Some assisted living providers previously denied financial aid from the federal government for their COVID-19-related expenses or lost revenue now may be eligible to receive payments from the Provider Relief Fund.
The Department of Health and Human Services’ Health Resources and Services Administration, which administers the fund, said this week that assisted living providers that previously were deemed ineligible because their entity and/or taxpayer identification numbers could not be verified as known providers now will be able to submit their state/territorial licenses or nationally recognized certifications (if they operate in a state that does not license the profession or facility) to confirm their eligibility for COVID-19 relief.
The news came in an update to the answers to frequently asked questions on the HRSA website. Argentum noted the update.

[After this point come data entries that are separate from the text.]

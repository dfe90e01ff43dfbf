//! Session Snapshot Entity
//!
//! An immutable read of the client-held session at a point in time, handed
//! to subscribers. The bearer token itself is deliberately not part of the
//! snapshot: consumers decide *whether* the user is authenticated and with
//! what role, never what the credential is.

use serde::Serialize;

use crate::domain::value_object::{role::Role, token::Token, username::Username};

/// Point-in-time view of the session
///
/// # Invariants
/// - `is_authenticated` is true iff the normalized token was present;
///   role and username absence never affect it. A valid token with a
///   corrupt role yields an authenticated session with unknown privilege
///   (`role = None`), which every role check denies.
/// - `is_loading` is true only for the pre-first-read placeholder.
#[derive(Debug, Clone, PartialEq, Eq, Serialize)]
#[serde(rename_all = "camelCase")]
pub struct SessionSnapshot {
    pub is_authenticated: bool,
    pub role: Option<Role>,
    pub username: Option<Username>,
    pub is_loading: bool,
}

impl SessionSnapshot {
    /// Placeholder published before the first store read completes
    pub fn loading() -> Self {
        Self {
            is_authenticated: false,
            role: None,
            username: None,
            is_loading: true,
        }
    }

    /// Build a snapshot from raw stored values, applying all normalization.
    ///
    /// `None` inputs model missing keys; `Some` inputs still go through the
    /// presence rule, so a stored `""` or `"null"` counts as absent too.
    pub fn from_raw(token: Option<&str>, role: Option<&str>, username: Option<&str>) -> Self {
        let token = token.and_then(Token::parse);
        let role = role.and_then(Role::parse);
        let username = username.and_then(Username::parse);

        Self {
            is_authenticated: token.is_some(),
            role,
            username,
            is_loading: false,
        }
    }

    /// True iff the current role equals `required` exactly
    #[inline]
    pub fn has_role(&self, required: Role) -> bool {
        self.role == Some(required)
    }

    #[inline]
    pub fn is_admin(&self) -> bool {
        self.role.is_some_and(|r| r.is_admin())
    }

    #[inline]
    pub fn is_agent(&self) -> bool {
        self.has_role(Role::Agent)
    }

    #[inline]
    pub fn is_client(&self) -> bool {
        self.has_role(Role::Client)
    }

    #[inline]
    pub fn is_agent_or_admin(&self) -> bool {
        self.role.is_some_and(|r| r.is_agent_or_admin())
    }
}

#[cfg(test)]
mod tests {
    use super::*;

    #[test]
    fn test_loading_placeholder() {
        let snapshot = SessionSnapshot::loading();
        assert!(snapshot.is_loading);
        assert!(!snapshot.is_authenticated);
        assert!(snapshot.role.is_none());
    }

    #[test]
    fn test_token_only_session_is_authenticated() {
        let snapshot = SessionSnapshot::from_raw(Some("abc123"), None, None);
        assert!(snapshot.is_authenticated);
        assert!(!snapshot.has_role(Role::Admin));
        assert!(snapshot.username.is_none());
    }

    #[test]
    fn test_empty_token_is_unauthenticated() {
        let snapshot = SessionSnapshot::from_raw(Some(""), Some("ADMIN"), Some("alice"));
        assert!(!snapshot.is_authenticated);
        // Role and username survive independently of the token
        assert_eq!(snapshot.role, Some(Role::Admin));
    }

    #[test]
    fn test_corrupt_role_keeps_authentication() {
        // Authenticated-with-unknown-privilege: token valid, role garbage
        let snapshot = SessionSnapshot::from_raw(Some("abc123"), Some("MANAGER"), None);
        assert!(snapshot.is_authenticated);
        assert!(snapshot.role.is_none());
        assert!(!snapshot.is_admin());
        assert!(!snapshot.is_agent_or_admin());
    }

    #[test]
    fn test_has_role_reflexive_under_normalization() {
        let snapshot = SessionSnapshot::from_raw(Some("t"), Some("agent"), None);
        assert!(snapshot.has_role(Role::Agent));
        assert!(snapshot.is_agent());
        assert!(snapshot.is_agent_or_admin());
        assert!(!snapshot.is_admin());
    }

    #[test]
    fn test_serialize_camel_case() {
        let snapshot = SessionSnapshot::from_raw(Some("t"), Some("CLIENT"), Some("alice"));
        let json = serde_json::to_string(&snapshot).unwrap();
        assert!(json.contains(r#""isAuthenticated":true"#));
        assert!(json.contains(r#""role":"CLIENT""#));
        assert!(json.contains(r#""username":"alice""#));
        assert!(json.contains(r#""isLoading":false"#));
    }
}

Affected providers were notified of the change this week, according to Argentum, which has advocated on behalf of the so-called “uncured” applicants. HRSA said they have until May 9 to submit the alternative documentation to be considered for Phase 4 funding.
“Argentum members appreciate this change to allow providers who may have been incorrectly denied to be reconsidered for relief,” Argentum President and CEO James Balda said in a statement.
Only assisted living providers that do not participate in Medicare, Medicaid or the Children’s Health Insurance Program and that successfully submitted DocuSign applications during the Phase 4 application cycle are eligible for the opportunity, HRSA said.
Even though Argentum appreciates the second chance for providers, Balda said, the action does not “address the greater issues before Congress and the administration to specifically target COVID-19 relief to financially distressed senior living communities on the frontlines of the pandemic battle.”
Association executives said Wednesday that they are pushing to have assisted living providers included in proposed relief packages for other industries. The amount of relief provided to the industry has been “appallingly low” given that its collective loss due to the pandemic is estimated to exceed $30 billion, Argentum maintains.